**PROBLEM DESCRIPTION**
Search the material for the word "growth" and report each line where it turns up.

**SOURCE MATERIAL**
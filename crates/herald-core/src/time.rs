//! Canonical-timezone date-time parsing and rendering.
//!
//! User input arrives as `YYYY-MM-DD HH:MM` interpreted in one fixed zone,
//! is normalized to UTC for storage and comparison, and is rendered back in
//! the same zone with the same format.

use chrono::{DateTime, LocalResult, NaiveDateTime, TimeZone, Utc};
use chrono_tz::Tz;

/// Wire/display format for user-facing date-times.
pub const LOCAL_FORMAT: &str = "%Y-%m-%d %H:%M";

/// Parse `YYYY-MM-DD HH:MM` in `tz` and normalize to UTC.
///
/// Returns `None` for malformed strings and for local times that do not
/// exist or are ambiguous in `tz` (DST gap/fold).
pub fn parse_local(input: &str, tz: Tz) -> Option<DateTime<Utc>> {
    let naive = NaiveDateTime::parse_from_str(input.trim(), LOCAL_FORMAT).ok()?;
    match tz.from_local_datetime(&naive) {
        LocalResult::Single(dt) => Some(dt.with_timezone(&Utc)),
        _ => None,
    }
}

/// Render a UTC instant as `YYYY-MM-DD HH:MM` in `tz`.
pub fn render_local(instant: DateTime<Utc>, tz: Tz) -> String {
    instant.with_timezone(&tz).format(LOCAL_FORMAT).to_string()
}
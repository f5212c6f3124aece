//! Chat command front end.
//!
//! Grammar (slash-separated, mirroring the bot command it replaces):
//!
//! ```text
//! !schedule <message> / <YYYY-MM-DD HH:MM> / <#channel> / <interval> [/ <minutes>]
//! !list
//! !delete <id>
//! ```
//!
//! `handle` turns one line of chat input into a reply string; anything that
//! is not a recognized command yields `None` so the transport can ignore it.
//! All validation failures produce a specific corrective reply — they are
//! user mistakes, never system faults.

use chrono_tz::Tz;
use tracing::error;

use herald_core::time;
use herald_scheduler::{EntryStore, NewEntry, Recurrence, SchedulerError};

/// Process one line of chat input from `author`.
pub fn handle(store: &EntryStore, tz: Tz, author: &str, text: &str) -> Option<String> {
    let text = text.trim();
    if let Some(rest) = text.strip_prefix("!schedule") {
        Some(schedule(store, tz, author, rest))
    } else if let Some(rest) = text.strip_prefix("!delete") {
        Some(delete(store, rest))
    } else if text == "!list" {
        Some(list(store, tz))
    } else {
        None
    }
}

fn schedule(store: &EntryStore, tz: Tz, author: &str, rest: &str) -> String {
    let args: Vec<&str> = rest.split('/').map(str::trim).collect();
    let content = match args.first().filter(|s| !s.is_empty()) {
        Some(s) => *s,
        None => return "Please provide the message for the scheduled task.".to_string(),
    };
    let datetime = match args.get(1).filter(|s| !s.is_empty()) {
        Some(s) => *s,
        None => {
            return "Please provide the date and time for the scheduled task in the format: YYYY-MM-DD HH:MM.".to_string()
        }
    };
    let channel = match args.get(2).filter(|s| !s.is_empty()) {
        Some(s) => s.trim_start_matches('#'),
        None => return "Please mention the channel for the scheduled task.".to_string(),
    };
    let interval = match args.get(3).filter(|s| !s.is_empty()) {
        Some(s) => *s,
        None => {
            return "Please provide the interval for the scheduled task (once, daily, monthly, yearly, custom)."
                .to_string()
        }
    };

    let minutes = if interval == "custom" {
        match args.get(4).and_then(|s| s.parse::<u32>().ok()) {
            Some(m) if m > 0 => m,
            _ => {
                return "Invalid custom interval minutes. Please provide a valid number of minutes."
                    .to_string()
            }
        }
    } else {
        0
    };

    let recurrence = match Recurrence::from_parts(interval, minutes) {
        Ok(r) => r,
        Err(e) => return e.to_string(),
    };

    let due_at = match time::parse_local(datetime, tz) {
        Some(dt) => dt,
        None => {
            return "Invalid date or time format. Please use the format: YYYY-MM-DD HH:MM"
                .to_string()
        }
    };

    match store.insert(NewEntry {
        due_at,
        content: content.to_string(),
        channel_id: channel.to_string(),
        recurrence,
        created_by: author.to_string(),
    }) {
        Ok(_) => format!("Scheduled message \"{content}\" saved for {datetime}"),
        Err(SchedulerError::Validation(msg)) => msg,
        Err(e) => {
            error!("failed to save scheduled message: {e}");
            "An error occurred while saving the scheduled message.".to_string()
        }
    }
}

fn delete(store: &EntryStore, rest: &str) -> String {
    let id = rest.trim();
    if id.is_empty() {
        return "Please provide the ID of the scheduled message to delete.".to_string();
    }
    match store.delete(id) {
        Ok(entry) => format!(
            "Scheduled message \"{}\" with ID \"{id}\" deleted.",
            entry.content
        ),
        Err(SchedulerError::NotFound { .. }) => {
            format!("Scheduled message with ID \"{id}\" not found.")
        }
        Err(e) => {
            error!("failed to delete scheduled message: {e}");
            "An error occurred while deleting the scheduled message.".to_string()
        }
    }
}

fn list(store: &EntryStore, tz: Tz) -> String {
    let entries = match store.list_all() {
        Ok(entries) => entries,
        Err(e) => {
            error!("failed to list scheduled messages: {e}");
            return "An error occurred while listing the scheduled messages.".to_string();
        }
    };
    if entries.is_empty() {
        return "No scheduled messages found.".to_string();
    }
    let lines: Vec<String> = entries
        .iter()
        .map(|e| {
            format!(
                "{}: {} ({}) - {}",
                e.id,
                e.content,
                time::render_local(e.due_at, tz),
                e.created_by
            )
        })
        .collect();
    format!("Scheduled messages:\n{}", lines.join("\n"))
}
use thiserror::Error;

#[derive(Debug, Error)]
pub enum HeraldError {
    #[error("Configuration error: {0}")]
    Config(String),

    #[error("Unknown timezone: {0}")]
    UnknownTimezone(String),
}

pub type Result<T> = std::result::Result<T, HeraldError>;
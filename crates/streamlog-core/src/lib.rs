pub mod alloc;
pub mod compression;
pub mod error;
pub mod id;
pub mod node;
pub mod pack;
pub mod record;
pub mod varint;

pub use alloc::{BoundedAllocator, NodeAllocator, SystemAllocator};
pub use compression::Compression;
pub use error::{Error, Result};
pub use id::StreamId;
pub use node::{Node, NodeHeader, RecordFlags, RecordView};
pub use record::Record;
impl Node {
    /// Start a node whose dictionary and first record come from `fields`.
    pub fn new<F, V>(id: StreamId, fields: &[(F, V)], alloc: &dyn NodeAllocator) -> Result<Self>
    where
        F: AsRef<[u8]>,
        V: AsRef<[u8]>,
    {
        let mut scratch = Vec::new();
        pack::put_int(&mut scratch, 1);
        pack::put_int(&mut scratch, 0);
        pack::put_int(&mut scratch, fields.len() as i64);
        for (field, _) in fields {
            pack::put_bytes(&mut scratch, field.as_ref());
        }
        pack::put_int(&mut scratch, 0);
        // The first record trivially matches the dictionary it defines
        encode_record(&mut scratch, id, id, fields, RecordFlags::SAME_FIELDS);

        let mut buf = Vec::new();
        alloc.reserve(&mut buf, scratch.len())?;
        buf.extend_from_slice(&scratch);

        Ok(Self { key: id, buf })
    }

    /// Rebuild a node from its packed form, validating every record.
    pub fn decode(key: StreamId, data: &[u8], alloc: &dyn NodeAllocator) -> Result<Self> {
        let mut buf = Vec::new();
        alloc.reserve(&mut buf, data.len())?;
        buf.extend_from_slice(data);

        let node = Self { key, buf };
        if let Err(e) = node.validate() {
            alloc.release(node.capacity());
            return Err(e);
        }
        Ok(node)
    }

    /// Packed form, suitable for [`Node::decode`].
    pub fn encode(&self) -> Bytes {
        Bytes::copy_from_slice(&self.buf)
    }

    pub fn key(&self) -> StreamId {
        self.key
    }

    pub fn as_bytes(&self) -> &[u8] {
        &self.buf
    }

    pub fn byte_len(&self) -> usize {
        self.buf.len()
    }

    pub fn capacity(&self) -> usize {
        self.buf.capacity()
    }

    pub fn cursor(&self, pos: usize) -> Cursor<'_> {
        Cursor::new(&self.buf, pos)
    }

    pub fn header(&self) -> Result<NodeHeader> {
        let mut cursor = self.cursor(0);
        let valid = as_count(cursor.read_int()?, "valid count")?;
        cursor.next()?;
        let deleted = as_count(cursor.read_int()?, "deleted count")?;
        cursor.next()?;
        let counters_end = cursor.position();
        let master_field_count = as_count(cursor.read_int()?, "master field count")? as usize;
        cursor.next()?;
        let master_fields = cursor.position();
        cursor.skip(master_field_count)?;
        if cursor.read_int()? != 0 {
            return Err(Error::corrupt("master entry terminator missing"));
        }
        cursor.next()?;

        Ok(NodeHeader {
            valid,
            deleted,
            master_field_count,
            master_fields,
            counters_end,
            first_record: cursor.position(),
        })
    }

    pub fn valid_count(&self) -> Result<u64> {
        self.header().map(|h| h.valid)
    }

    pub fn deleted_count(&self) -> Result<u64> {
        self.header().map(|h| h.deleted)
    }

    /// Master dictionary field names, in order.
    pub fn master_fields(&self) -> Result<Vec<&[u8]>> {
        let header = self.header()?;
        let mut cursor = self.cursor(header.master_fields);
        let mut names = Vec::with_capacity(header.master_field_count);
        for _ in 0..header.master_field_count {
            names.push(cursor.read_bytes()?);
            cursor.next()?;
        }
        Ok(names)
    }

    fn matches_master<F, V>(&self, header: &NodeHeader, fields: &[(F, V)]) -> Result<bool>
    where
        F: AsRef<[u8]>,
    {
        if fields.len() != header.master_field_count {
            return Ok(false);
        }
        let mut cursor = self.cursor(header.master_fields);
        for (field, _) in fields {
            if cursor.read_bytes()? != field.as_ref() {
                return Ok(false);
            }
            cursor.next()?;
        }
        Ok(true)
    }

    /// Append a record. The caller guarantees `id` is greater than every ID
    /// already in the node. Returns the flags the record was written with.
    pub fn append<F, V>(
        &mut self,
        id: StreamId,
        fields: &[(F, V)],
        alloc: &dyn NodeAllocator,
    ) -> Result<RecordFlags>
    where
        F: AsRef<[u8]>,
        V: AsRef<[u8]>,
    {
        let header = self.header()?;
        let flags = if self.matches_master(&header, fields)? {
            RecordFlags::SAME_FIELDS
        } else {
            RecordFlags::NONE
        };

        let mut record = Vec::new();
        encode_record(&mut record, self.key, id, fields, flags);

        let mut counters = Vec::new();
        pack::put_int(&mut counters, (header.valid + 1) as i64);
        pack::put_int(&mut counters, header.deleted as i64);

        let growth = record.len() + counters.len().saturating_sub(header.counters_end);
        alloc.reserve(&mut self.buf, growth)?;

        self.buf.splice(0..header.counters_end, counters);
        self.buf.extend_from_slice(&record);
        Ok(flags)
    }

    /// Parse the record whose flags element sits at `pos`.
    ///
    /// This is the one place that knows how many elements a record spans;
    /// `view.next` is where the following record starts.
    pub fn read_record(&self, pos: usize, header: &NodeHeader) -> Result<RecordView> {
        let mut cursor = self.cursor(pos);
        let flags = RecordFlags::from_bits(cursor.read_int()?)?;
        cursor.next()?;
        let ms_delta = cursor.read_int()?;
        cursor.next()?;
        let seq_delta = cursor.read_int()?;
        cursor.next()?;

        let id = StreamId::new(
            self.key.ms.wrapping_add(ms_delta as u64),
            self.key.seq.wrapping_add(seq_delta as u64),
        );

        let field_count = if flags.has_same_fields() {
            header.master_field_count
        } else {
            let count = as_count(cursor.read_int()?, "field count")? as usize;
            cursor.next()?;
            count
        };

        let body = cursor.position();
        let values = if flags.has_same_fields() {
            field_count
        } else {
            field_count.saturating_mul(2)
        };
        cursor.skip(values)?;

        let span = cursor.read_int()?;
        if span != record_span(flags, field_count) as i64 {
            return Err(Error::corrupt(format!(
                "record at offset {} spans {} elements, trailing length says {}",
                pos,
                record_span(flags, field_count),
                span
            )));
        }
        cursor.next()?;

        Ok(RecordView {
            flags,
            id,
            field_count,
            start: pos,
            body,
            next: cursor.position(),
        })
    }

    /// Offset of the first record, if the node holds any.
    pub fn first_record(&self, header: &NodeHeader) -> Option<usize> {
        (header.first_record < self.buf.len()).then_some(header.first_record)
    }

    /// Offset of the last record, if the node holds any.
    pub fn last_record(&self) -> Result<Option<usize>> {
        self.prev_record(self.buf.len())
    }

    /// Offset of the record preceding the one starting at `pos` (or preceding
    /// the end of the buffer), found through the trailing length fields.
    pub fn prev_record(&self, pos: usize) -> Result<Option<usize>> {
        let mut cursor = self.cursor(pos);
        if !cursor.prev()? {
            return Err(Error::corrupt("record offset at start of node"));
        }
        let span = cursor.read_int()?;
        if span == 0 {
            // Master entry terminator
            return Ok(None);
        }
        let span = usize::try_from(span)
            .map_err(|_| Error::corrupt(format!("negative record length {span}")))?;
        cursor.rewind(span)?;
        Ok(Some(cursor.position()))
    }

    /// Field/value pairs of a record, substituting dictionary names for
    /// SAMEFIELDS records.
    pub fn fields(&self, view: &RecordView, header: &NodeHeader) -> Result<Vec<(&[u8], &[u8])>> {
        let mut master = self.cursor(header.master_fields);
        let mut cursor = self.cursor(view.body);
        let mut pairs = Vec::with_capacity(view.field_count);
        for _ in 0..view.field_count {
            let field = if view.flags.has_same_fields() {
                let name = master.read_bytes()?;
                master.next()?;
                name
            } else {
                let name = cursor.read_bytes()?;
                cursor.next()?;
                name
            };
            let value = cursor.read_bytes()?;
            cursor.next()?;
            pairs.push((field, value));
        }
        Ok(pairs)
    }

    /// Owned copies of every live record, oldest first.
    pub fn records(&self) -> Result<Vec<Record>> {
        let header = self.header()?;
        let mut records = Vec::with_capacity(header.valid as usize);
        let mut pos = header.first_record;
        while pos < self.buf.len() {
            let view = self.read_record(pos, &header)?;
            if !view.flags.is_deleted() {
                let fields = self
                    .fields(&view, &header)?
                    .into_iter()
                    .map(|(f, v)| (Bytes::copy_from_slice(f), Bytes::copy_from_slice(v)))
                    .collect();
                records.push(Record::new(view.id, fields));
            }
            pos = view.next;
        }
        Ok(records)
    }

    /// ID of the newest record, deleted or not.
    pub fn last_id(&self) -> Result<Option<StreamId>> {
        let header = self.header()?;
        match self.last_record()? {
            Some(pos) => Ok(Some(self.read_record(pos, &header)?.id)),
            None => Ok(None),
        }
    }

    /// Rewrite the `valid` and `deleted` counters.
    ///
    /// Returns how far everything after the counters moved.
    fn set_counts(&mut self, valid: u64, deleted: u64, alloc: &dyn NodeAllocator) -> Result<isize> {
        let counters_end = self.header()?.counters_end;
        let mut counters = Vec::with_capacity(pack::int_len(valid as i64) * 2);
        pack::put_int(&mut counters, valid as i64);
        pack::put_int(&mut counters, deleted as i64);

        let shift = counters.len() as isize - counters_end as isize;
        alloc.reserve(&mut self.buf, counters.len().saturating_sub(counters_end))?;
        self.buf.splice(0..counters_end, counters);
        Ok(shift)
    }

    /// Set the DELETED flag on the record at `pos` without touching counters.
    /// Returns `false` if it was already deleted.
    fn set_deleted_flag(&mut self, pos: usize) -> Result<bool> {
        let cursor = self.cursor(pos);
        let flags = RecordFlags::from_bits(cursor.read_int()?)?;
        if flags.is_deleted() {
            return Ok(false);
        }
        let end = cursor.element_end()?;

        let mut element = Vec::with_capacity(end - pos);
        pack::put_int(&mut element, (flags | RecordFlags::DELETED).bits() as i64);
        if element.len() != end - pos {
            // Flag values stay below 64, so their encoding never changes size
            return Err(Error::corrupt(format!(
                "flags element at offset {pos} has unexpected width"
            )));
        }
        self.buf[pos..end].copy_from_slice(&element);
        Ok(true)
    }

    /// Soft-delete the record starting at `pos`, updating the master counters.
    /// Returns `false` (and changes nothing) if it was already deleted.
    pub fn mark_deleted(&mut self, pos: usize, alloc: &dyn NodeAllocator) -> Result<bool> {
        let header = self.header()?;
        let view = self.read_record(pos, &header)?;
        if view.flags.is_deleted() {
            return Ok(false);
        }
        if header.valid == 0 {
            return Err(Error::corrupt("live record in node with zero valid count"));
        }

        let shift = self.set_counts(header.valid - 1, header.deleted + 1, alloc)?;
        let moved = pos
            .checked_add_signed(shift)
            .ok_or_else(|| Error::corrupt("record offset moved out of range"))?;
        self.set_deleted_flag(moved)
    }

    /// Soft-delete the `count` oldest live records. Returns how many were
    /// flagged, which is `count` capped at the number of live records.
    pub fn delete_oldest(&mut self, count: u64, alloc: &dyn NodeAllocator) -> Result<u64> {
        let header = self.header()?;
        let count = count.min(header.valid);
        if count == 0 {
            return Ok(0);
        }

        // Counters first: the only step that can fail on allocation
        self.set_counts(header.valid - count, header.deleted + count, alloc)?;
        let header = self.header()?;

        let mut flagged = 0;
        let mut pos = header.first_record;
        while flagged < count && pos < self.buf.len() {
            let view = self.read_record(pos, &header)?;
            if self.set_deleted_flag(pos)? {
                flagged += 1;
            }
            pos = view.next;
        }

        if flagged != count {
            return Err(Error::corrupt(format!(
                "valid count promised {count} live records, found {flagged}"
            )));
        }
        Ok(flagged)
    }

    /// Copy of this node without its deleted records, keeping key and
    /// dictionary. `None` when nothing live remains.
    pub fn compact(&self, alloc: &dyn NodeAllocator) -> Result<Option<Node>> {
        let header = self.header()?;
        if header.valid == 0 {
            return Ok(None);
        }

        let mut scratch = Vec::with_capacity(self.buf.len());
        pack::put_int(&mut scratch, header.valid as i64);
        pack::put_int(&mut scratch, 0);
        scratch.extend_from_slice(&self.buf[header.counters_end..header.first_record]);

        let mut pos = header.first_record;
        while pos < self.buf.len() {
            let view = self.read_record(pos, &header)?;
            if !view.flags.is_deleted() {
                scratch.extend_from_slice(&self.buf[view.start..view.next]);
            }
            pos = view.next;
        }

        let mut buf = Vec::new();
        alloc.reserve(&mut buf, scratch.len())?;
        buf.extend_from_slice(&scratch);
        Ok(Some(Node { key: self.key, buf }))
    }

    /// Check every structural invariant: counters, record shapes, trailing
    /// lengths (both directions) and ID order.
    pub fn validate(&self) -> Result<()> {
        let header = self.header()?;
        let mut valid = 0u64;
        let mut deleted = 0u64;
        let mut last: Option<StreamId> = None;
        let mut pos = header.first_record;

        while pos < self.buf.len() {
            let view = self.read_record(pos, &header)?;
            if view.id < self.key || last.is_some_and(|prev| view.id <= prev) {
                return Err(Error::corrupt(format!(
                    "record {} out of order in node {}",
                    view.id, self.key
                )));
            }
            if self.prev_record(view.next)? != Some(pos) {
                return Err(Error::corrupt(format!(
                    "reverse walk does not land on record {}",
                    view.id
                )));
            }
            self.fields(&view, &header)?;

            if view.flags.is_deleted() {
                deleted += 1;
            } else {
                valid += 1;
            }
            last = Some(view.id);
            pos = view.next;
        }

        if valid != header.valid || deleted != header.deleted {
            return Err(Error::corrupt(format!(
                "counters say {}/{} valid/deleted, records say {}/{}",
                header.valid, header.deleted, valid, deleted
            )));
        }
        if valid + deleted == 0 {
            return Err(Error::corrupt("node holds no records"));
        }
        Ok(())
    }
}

**PROBLEM SOLUTION**
        let growth = record.len() + counters.len().saturating_sub(header.counters_end);
        alloc.reserve(&mut self.buf, growth)?;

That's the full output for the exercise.